Task brief
The listing must be reproduced in full, exactly as it stands.

_____

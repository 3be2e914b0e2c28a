pub mod commands;

use std::path::PathBuf;

use clap::{Args, Parser, Subcommand};

use crate::config::Config;

#[derive(Parser)]
#[command(name = "driftnet")]
#[command(about = "Harvest product reviews and classify their sentiment", long_about = None)]
pub struct Cli {
    /// Config file to use instead of ~/.config/driftnet/config.toml
    #[arg(short, long, global = true)]
    pub config: Option<PathBuf>,

    #[command(subcommand)]
    pub command: Commands,
}

#[derive(Subcommand)]
pub enum Commands {
    /// Scrape product pages, classify the reviews and write the reports
    Scrape(ScrapeArgs),
    /// Classify free text with the configured thresholds
    Classify {
        /// Text to classify; multiple words are joined with spaces
        #[arg(required = true)]
        text: Vec<String>,
    },
    /// Recompute the summary from a CSV export or an archived run
    Summary {
        /// CSV export to read (default: the configured output file)
        #[arg(short, long, conflicts_with_all = ["latest", "run"])]
        input: Option<PathBuf>,

        /// Use the most recent run from the archive
        #[arg(long, conflicts_with = "run")]
        latest: bool,

        /// Use the archived run with this id
        #[arg(long)]
        run: Option<i64>,
    },
}

#[derive(Args, Debug, Default)]
pub struct ScrapeArgs {
    /// Product page to scrape; repeat for several pages
    #[arg(short, long = "url")]
    pub urls: Vec<String>,

    /// Maximum number of reviews kept per page
    #[arg(short, long)]
    pub max_reviews: Option<usize>,

    /// Run the browser without a window
    #[arg(long, conflicts_with = "headed")]
    pub headless: bool,

    /// Show the browser window
    #[arg(long)]
    pub headed: bool,

    /// CSV output path
    #[arg(short, long)]
    pub output: Option<PathBuf>,

    /// Markdown report path
    #[arg(short, long)]
    pub report: Option<PathBuf>,

    /// Keep a copy of every rendered page
    #[arg(long)]
    pub save_raw: bool,
}

impl ScrapeArgs {
    /// Apply flags on top of file configuration
    pub fn apply(&self, config: &mut Config) {
        if !self.urls.is_empty() {
            config.run.product_urls = self.urls.iter().map(|u| u.trim().to_string()).collect();
        }
        if let Some(max) = self.max_reviews {
            config.extraction.max_reviews = max;
        }
        if self.headless {
            config.scraper.headless = true;
        }
        if self.headed {
            config.scraper.headless = false;
        }
        if let Some(ref output) = self.output {
            config.run.output_csv = output.clone();
        }
        if let Some(ref report) = self.report {
            config.run.report_path = report.clone();
        }
        if self.save_raw {
            config.run.save_raw = true;
        }
    }
}

#[cfg(test)]
mod tests {
    use super::*;

    fn parse(args: &[&str]) -> Cli {
        Cli::try_parse_from(args).unwrap()
    }

    #[test]
    fn test_scrape_flags_override_config() {
        let cli = parse(&[
            "driftnet",
            "scrape",
            "--url",
            "https://shop.test/a",
            "--url",
            "https://shop.test/b",
            "--max-reviews",
            "5",
            "--headed",
            "--output",
            "out.csv",
        ]);
        let Commands::Scrape(args) = cli.command else {
            panic!("expected scrape");
        };

        let mut config = Config::default();
        args.apply(&mut config);
        assert_eq!(config.run.product_urls.len(), 2);
        assert_eq!(config.extraction.max_reviews, 5);
        assert!(!config.scraper.headless);
        assert_eq!(config.run.output_csv, PathBuf::from("out.csv"));
        assert!(!config.run.save_raw);
    }

    #[test]
    fn test_scrape_without_flags_keeps_config() {
        let Commands::Scrape(args) = parse(&["driftnet", "scrape"]).command else {
            panic!("expected scrape");
        };
        let mut config = Config::default();
        args.apply(&mut config);
        assert_eq!(config.run.product_urls, Config::default().run.product_urls);
        assert!(config.scraper.headless);
    }

    #[test]
    fn test_conflicting_flags() {
        assert!(Cli::try_parse_from(["driftnet", "scrape", "--headless", "--headed"]).is_err());
        assert!(
            Cli::try_parse_from(["driftnet", "summary", "--latest", "--input", "a.csv"]).is_err()
        );
        assert!(
            Cli::try_parse_from(["driftnet", "summary", "--latest", "--run", "3"]).is_err()
        );
        assert!(Cli::try_parse_from(["driftnet", "classify"]).is_err());
    }

    #[test]
    fn test_summary_run_id() {
        let cli = parse(&["driftnet", "summary", "--run", "7"]);
        let Commands::Summary { input, latest, run } = cli.command else {
            panic!("expected summary");
        };
        assert_eq!(run, Some(7));
        assert!(input.is_none());
        assert!(!latest);
    }
}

_____

Solution
repository 3be2e914b0e2c28a
pub mod commands;

use std::path::PathBuf;

use clap::{Args, Parser, Subcommand};

use crate::config::Config;

#[derive(Parser)]
#[command(name = "driftnet")]
#[command(about = "Harvest product reviews and classify their sentiment", long_about = None)]
pub struct Cli {
    /// Config file to use instead of ~/.config/driftnet/config.toml
    #[arg(short, long, global = true)]
    pub config: Option<PathBuf>,

    #[command(subcommand)]
    pub command: Commands,
}

#[derive(Subcommand)]
pub enum Commands {
    /// Scrape product pages, classify the reviews and write the reports
    Scrape(ScrapeArgs),
    /// Classify free text with the configured thresholds
    Classify {
        /// Text to classify; multiple words are joined with spaces
        #[arg(required = true)]
        text: Vec<String>,
    },
    /// Recompute the summary from a CSV export or an archived run
    Summary {
        /// CSV export to read (default: the configured output file)
        #[arg(short, long, conflicts_with_all = ["latest", "run"])]
        input: Option<PathBuf>,

        /// Use the most recent run from the archive
        #[arg(long, conflicts_with = "run")]
        latest: bool,

        /// Use the archived run with this id
        #[arg(long)]
        run: Option<i64>,
    },
}

#[derive(Args, Debug, Default)]
pub struct ScrapeArgs {
    /// Product page to scrape; repeat for several pages
    #[arg(short, long = "url")]
    pub urls: Vec<String>,

    /// Maximum number of reviews kept per page
    #[arg(short, long)]
    pub max_reviews: Option<usize>,

    /// Run the browser without a window
    #[arg(long, conflicts_with = "headed")]
    pub headless: bool,

    /// Show the browser window
    #[arg(long)]
    pub headed: bool,

    /// CSV output path
    #[arg(short, long)]
    pub output: Option<PathBuf>,

    /// Markdown report path
    #[arg(short, long)]
    pub report: Option<PathBuf>,

    /// Keep a copy of every rendered page
    #[arg(long)]
    pub save_raw: bool,
}

impl ScrapeArgs {
    /// Apply flags on top of file configuration
    pub fn apply(&self, config: &mut Config) {
        if !self.urls.is_empty() {
            config.run.product_urls = self.urls.iter().map(|u| u.trim().to_string()).collect();
        }
        if let Some(max) = self.max_reviews {
            config.extraction.max_reviews = max;
        }
        if self.headless {
            config.scraper.headless = true;
        }
        if self.headed {
            config.scraper.headless = false;
        }
        if let Some(ref output) = self.output {
            config.run.output_csv = output.clone();
        }
        if let Some(ref report) = self.report {
            config.run.report_path = report.clone();
        }
        if self.save_raw {
            config.run.save_raw = true;
        }
    }
}

#[cfg(test)]
mod tests {
    use super::*;

    fn parse(args: &[&str]) -> Cli {
        Cli::try_parse_from(args).unwrap()
    }

    #[test]
    fn test_scrape_flags_override_config() {
        let cli = parse(&[
            "driftnet",
            "scrape",
            "--url",
            "https://shop.test/a",
            "--url",
            "https://shop.test/b",
            "--max-reviews",
            "5",
            "--headed",
            "--output",
            "out.csv",
        ]);
        let Commands::Scrape(args) = cli.command else {
            panic!("expected scrape");
        };

        let mut config = Config::default();
        args.apply(&mut config);
        assert_eq!(config.run.product_urls.len(), 2);
        assert_eq!(config.extraction.max_reviews, 5);
        assert!(!config.scraper.headless);
        assert_eq!(config.run.output_csv, PathBuf::from("out.csv"));
        assert!(!config.run.save_raw);
    }

    #[test]
    fn test_scrape_without_flags_keeps_config() {
        let Commands::Scrape(args) = parse(&["driftnet", "scrape"]).command else {
            panic!("expected scrape");
        };
        let mut config = Config::default();
        args.apply(&mut config);
        assert_eq!(config.run.product_urls, Config::default().run.product_urls);
        assert!(config.scraper.headless);
    }

    #[test]
    fn test_conflicting_flags() {
        assert!(Cli::try_parse_from(["driftnet", "scrape", "--headless", "--headed"]).is_err());
        assert!(
            Cli::try_parse_from(["driftnet", "summary", "--latest", "--input", "a.csv"]).is_err()
        );
        assert!(
            Cli::try_parse_from(["driftnet", "summary", "--latest", "--run", "3"]).is_err()
        );
        assert!(Cli::try_parse_from(["driftnet", "classify"]).is_err());
    }

    #[test]
    fn test_summary_run_id() {
        let cli = parse(&["driftnet", "summary", "--run", "7"]);
        let Commands::Summary { input, latest, run } = cli.command else {
            panic!("expected summary");
        };
        assert_eq!(run, Some(7));
        assert!(input.is_none());
        assert!(!latest);
    }
}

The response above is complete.